DATA FOR PROCESSING Start Marker

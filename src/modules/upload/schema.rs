use serde::{Deserialize, Serialize};
use validator::Validate;

/// What a caller gets back for every stored file.
#[derive(Debug, Clone, PartialEq, Serialize, Deserialize)]
#[serde(rename_all = "camelCase")]
pub struct UploadResult {
    pub url: String,
    pub filename: String,
    pub original_name: String,
    pub size: usize,
    pub mime_type: String,
}

#[derive(Debug, Deserialize, Validate)]
pub struct Base64UploadBody {
    #[validate(length(min = 1))]
    pub base64: String,
    pub folder: Option<String>,
}

#[derive(Debug, Deserialize, Validate)]
pub struct DeleteFileBody {
    #[validate(length(min = 1))]
    pub url: String,
}
use std::path::PathBuf;

use crate::constants::Env;

/// A file part parsed out of a multipart request. Consumed once by the upload service.
#[derive(Debug, Clone)]
pub struct UploadedFile {
    pub fieldname: String,
    pub original_name: String,
    pub encoding: String,
    pub mime_type: String,
    pub buffer: Vec<u8>,
    pub size: usize,
}

impl UploadedFile {
    pub fn new(
        fieldname: impl Into<String>,
        original_name: impl Into<String>,
        mime_type: impl Into<String>,
        buffer: Vec<u8>,
    ) -> Self {
        let size = buffer.len();
        Self {
            fieldname: fieldname.into(),
            original_name: original_name.into(),
            encoding: "7bit".to_string(),
            mime_type: mime_type.into(),
            buffer,
            size,
        }
    }

    pub fn with_encoding(mut self, encoding: impl Into<String>) -> Self {
        self.encoding = encoding.into();
        self
    }
}

/// Why an upload was refused before anything touched storage.
#[derive(thiserror::Error, Debug, Clone, PartialEq, Eq)]
pub enum Rejection {
    #[error("unsupported type: {mime_type} is not an accepted image type")]
    UnsupportedType { mime_type: String },
    #[error("too large: {size} bytes exceeds the {max} byte limit")]
    TooLarge { size: usize, max: usize },
    /// Size unknown: reading stopped once the limit was passed.
    #[error("too large: more than {max} bytes")]
    ExceedsLimit { max: usize },
    #[error("invalid format: expected data:image/<ext>;base64,<payload>")]
    InvalidDataUri,
    #[error("invalid folder: '{0}'")]
    InvalidFolder(String),
    #[error("too many files: at most {max} per request")]
    TooManyFiles { max: usize },
}

impl Rejection {
    pub fn code(&self) -> &'static str {
        match self {
            Rejection::UnsupportedType { .. } => "unsupported_type",
            Rejection::TooLarge { .. } | Rejection::ExceedsLimit { .. } => "too_large",
            Rejection::InvalidDataUri => "invalid_format",
            Rejection::InvalidFolder(_) => "invalid_folder",
            Rejection::TooManyFiles { .. } => "too_many_files",
        }
    }
}

/// File upload configuration
#[derive(Debug, Clone)]
pub struct UploadConfig {
    pub root: PathBuf,
    pub base_url: String,
    pub folders: Vec<String>,
    pub default_folder: String,
    pub max_file_size: usize,
    pub max_files: usize,
    pub allowed_mime_types: Vec<String>,
}

impl UploadConfig {
    pub fn with_root(root: impl Into<String>) -> Self {
        let root = root.into();
        Self { base_url: format!("/{}", root), root: PathBuf::from(root), ..Self::default() }
    }

    pub fn from_env(env: &Env) -> Self {
        Self {
            max_file_size: env.upload_max_file_size,
            max_files: env.upload_max_files,
            ..Self::with_root(env.upload_root.clone())
        }
    }
}

impl Default for UploadConfig {
    fn default() -> Self {
        Self {
            root: PathBuf::from("uploads"),
            base_url: "/uploads".to_string(),
            folders: vec!["images".to_string(), "activities".to_string(), "plots".to_string()],
            default_folder: "images".to_string(),
            max_file_size: 5 * 1024 * 1024, // 5MB
            max_files: 10,
            allowed_mime_types: vec![
                "image/jpeg".to_string(),
                "image/png".to_string(),
                "image/gif".to_string(),
                "image/webp".to_string(),
            ],
        }
    }
}
use actix_web::web;

use crate::modules::upload::{handle, storage::FileStorage};

/// Authenticated upload endpoints, mounted under `/api/upload`.
pub fn configure<S>(cfg: &mut web::ServiceConfig)
where
    S: FileStorage + Send + Sync + 'static,
{
    cfg.service(web::resource("/image").route(web::post().to(handle::upload_image::<S>)))
        .service(web::resource("/images").route(web::post().to(handle::upload_images::<S>)))
        .service(web::resource("/base64").route(web::post().to(handle::upload_base64::<S>)))
        .service(web::resource("").route(web::delete().to(handle::delete_file::<S>)));
}

/// Public read access to stored files, mounted under the upload URL prefix.
pub fn public_configure<S>(cfg: &mut web::ServiceConfig)
where
    S: FileStorage + Send + Sync + 'static,
{
    cfg.service(
        web::resource("/{folder}/{filename}").route(web::get().to(handle::serve_file::<S>)),
    );
}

DATA FOR PROCESSING End Marker

* _REQUIRED WORK_
What is wanted is the complete set of entries, returned verbatim.

* _WRITTEN REPLY_
filename src/modules/upload/schema.rs
use serde::{Deserialize, Serialize};
use validator::Validate;

/// What a caller gets back for every stored file.
#[derive(Debug, Clone, PartialEq, Serialize, Deserialize)]
#[serde(rename_all = "camelCase")]
pub struct UploadResult {
    pub url: String,
    pub filename: String,
    pub original_name: String,
    pub size: usize,
    pub mime_type: String,
}

#[derive(Debug, Deserialize, Validate)]
pub struct Base64UploadBody {
    #[validate(length(min = 1))]
    pub base64: String,
    pub folder: Option<String>,
}

#[derive(Debug, Deserialize, Validate)]
pub struct DeleteFileBody {
    #[validate(length(min = 1))]
    pub url: String,
}
use std::path::PathBuf;

use crate::constants::Env;

/// A file part parsed out of a multipart request. Consumed once by the upload service.
#[derive(Debug, Clone)]
pub struct UploadedFile {
    pub fieldname: String,
    pub original_name: String,
    pub encoding: String,
    pub mime_type: String,
    pub buffer: Vec<u8>,
    pub size: usize,
}

impl UploadedFile {
    pub fn new(
        fieldname: impl Into<String>,
        original_name: impl Into<String>,
        mime_type: impl Into<String>,
        buffer: Vec<u8>,
    ) -> Self {
        let size = buffer.len();
        Self {
            fieldname: fieldname.into(),
            original_name: original_name.into(),
            encoding: "7bit".to_string(),
            mime_type: mime_type.into(),
            buffer,
            size,
        }
    }

    pub fn with_encoding(mut self, encoding: impl Into<String>) -> Self {
        self.encoding = encoding.into();
        self
    }
}

/// Why an upload was refused before anything touched storage.
#[derive(thiserror::Error, Debug, Clone, PartialEq, Eq)]
pub enum Rejection {
    #[error("unsupported type: {mime_type} is not an accepted image type")]
    UnsupportedType { mime_type: String },
    #[error("too large: {size} bytes exceeds the {max} byte limit")]
    TooLarge { size: usize, max: usize },
    /// Size unknown: reading stopped once the limit was passed.
    #[error("too large: more than {max} bytes")]
    ExceedsLimit { max: usize },
    #[error("invalid format: expected data:image/<ext>;base64,<payload>")]
    InvalidDataUri,
    #[error("invalid folder: '{0}'")]
    InvalidFolder(String),
    #[error("too many files: at most {max} per request")]
    TooManyFiles { max: usize },
}

impl Rejection {
    pub fn code(&self) -> &'static str {
        match self {
            Rejection::UnsupportedType { .. } => "unsupported_type",
            Rejection::TooLarge { .. } | Rejection::ExceedsLimit { .. } => "too_large",
            Rejection::InvalidDataUri => "invalid_format",
            Rejection::InvalidFolder(_) => "invalid_folder",
            Rejection::TooManyFiles { .. } => "too_many_files",
        }
    }
}

/// File upload configuration
#[derive(Debug, Clone)]
pub struct UploadConfig {
    pub root: PathBuf,
    pub base_url: String,
    pub folders: Vec<String>,
    pub default_folder: String,
    pub max_file_size: usize,
    pub max_files: usize,
    pub allowed_mime_types: Vec<String>,
}

impl UploadConfig {
    pub fn with_root(root: impl Into<String>) -> Self {
        let root = root.into();
        Self { base_url: format!("/{}", root), root: PathBuf::from(root), ..Self::default() }
    }

    pub fn from_env(env: &Env) -> Self {
        Self {
            max_file_size: env.upload_max_file_size,
            max_files: env.upload_max_files,
            ..Self::with_root(env.upload_root.clone())
        }
    }
}

impl Default for UploadConfig {
    fn default() -> Self {
        Self {
            root: PathBuf::from("uploads"),
            base_url: "/uploads".to_string(),
            folders: vec!["images".to_string(), "activities".to_string(), "plots".to_string()],
            default_folder: "images".to_string(),
            max_file_size: 5 * 1024 * 1024, // 5MB
            max_files: 10,
            allowed_mime_types: vec![
                "image/jpeg".to_string(),
                "image/png".to_string(),
                "image/gif".to_string(),
                "image/webp".to_string(),
            ],
        }
    }
}
use actix_web::web;

use crate::modules::upload::{handle, storage::FileStorage};

/// Authenticated upload endpoints, mounted under `/api/upload`.
pub fn configure<S>(cfg: &mut web::ServiceConfig)
where
    S: FileStorage + Send + Sync + 'static,
{
    cfg.service(web::resource("/image").route(web::post().to(handle::upload_image::<S>)))
        .service(web::resource("/images").route(web::post().to(handle::upload_images::<S>)))
        .service(web::resource("/base64").route(web::post().to(handle::upload_base64::<S>)))
        .service(web::resource("").route(web::delete().to(handle::delete_file::<S>)));
}

/// Public read access to stored files, mounted under the upload URL prefix.
pub fn public_configure<S>(cfg: &mut web::ServiceConfig)
where
    S: FileStorage + Send + Sync + 'static,
{
    cfg.service(
        web::resource("/{folder}/{filename}").route(web::get().to(handle::serve_file::<S>)),
    );
}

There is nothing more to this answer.